Alone he bore it, calling for no aid. In a few minutes the pain had partially passed, and he rang for his servant. An old man now, that servant: he had for years attended on Sir George Godolphin.

“Bexley, I have been ill again,” said Thomas, quietly. “Will you ask Miss Godolphin to write a line to Mr. Verrall, saying that I am unable to attend.”

Bexley cast a strangely yearning look on the pale, suffering face of his master. He had seen him in these paroxysms once or twice. “I wish you would have Mr. Snow called in, sir!” he cried.

“I think I shall. He may give me some ease, possibly. Take my message to your mistress, Bexley.”

The effect of the message was to bring Janet to the room. “Taken ill! a sharp inward pain!” she was repeating, after Bexley. “Thomas, what sort of a pain is it? It seems to me that you have had the same before lately.”

“Write a few words the first thing, will you, Janet? I should not like to keep them waiting for me.”

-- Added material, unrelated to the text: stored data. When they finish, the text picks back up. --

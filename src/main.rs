#![doc = include_str!("../README.md")]
use ::lib::config::Args;
use ::lib::{build_tool, run_command, setup_tracing, telemetry_sink, CommandError};
use anyhow::{Context, Result};
use std::io::Write;
use tracing::debug;

#[paw::main]
fn main(args: Args) -> Result<()> {
    let config = args.validate()?;
    setup_tracing(&config.log_filter)?;
    debug!("Configuration : {:#?}", config);

    let tool = build_tool(&args.tool, &config, telemetry_sink(&config));
    match run_command(tool.as_ref(), &args.command, &config.options, args.find_url) {
        Ok(output) => {
            std::io::stdout()
                .write_all(output.as_bytes())
                .context("Writing command output")?;
            Ok(())
        }
        Err(CommandError::Failed {
            exit_code, output, ..
        }) => {
            std::io::stderr()
                .write_all(output.as_bytes())
                .context("Writing command output")?;
            // A tool killed by a signal still has to fail.
            std::process::exit(if exit_code > 0 { exit_code } else { 1 });
        }
        Err(e) => Err(e).with_context(|| format!("Running {}", args.tool)),
    }
}
//! Prompt construction for model requests.
//!
//! Renders the question and schema into a strict instruction template that
//! demands a bare JSON object back.

use crate::db::SchemaDescriptor;

/// Instruction template for SQL generation.
const PROMPT_TEMPLATE: &str = r#"You are an expert SQL generator for {dialect}. Use this schema:

Table: {table}
Columns:
{columns}

INSTRUCTIONS:
1) Output ONLY valid JSON with this exact shape:
   {
     "sql": "<SQL statement>",
     "explain": "<short explanation in one sentence (optional)>"
   }
2) SQL must be valid {dialect} syntax.
3) Use the table and column names exactly as provided.
4) Do NOT output any extra text outside the JSON.
5) If question is ambiguous, pick the most useful aggregation or sample (explain why in the explain field).
6) Avoid destructive statements (DROP/ALTER/TRUNCATE/DELETE), prefer SELECT.
7) For summary-like questions, return an aggregated summary query (counts/averages).
8) For "count duplicates" interpret as rows with identical values across all non-primary columns unless user specifies columns.

User question:
"{question}"
"#;

/// Directive appended for the single retry attempt.
const RETRY_DIRECTIVE: &str = "\nRETRY: Respond ONLY with a valid JSON object and nothing else.";

/// Builds prompts for one schema and dialect.
#[derive(Debug, Clone)]
pub struct PromptBuilder {
    schema: SchemaDescriptor,
}

impl PromptBuilder {
    /// Creates a builder for the given schema.
    pub fn new(schema: SchemaDescriptor) -> Self {
        Self { schema }
    }

    /// Renders the primary prompt.
    pub fn build(&self, question: &str, dialect: &str) -> String {
        PROMPT_TEMPLATE
            .replace("{dialect}", dialect)
            .replace("{table}", &self.schema.table_name)
            .replace("{columns}", &self.schema.format_for_llm())
            .replace("{question}", question)
    }

    /// Renders the stricter prompt used for the one retry.
    pub fn build_retry(&self, question: &str, dialect: &str) -> String {
        let mut prompt = self.build(question, dialect);
        prompt.push_str(RETRY_DIRECTIVE);
        prompt
    }
}
//! Logging configuration for data-agent.
//!
//! Logs go to stderr by default so stdout carries only the JSON answer.
//! With `--log-file` they are appended to that file instead.

use std::fs::{self, OpenOptions};
use std::path::Path;
use tracing_subscriber::EnvFilter;

fn env_filter() -> EnvFilter {
    EnvFilter::try_from_default_env().unwrap_or_else(|_| EnvFilter::new("info"))
}

/// Initializes logging to `log_file`, or to stderr when no file is given.
pub fn init(log_file: Option<&Path>) {
    match log_file {
        Some(path) => init_file_logging(path),
        None => init_stderr_logging(),
    }
}

/// Initializes logging to a file.
///
/// Falls back to stderr if the file cannot be opened.
pub fn init_file_logging(path: &Path) {
    if let Some(parent) = path.parent().filter(|p| !p.as_os_str().is_empty()) {
        if let Err(e) = fs::create_dir_all(parent) {
            eprintln!("Warning: Could not create log directory: {e}");
            init_stderr_logging();
            return;
        }
    }

    let log_file = match OpenOptions::new().create(true).append(true).open(path) {
        Ok(f) => f,
        Err(e) => {
            eprintln!("Warning: Could not open log file: {e}");
            init_stderr_logging();
            return;
        }
    };

    tracing_subscriber::fmt()
        .with_env_filter(env_filter())
        .with_writer(log_file)
        .with_ansi(false) // No ANSI colors in file output
        .init();
}

/// Initializes logging to stderr.
pub fn init_stderr_logging() {
    tracing_subscriber::fmt()
        .with_env_filter(env_filter())
        .with_writer(std::io::stderr)
        .init();
}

Janet, punctilious as Thomas, considerate as he was for others, sat down and wrote the note, despatching it at once by Andrew, one of the serving men. Few might have set about and done it so calmly as Janet, considering that she had a great fear thumping at her heart. A fear which had never penetrated it until this moment. With something very like sickness, had flashed into her memory their mother’s pain. A sharp, agonizing pain had occasionally attacked her, the symptom of the inward malady of which she had died. Was the same fatal malady attacking Thomas? The doctors had expressed their fears then that it might prove hereditary.

In the corridor, as Janet was going back to Thomas’s room, the note despatched, she encountered Bexley. The sad, apprehensive look in the old man’s face struck her. She touched his arm, and beckoned him into an empty room.

“What is it that is the matter with your master?” “I don’t know,” was the answer: but the words were spoken in a tone which caused Janet to think that the old man was awake to the same fears that she was. “Miss Janet, I am afraid to think what it may be.”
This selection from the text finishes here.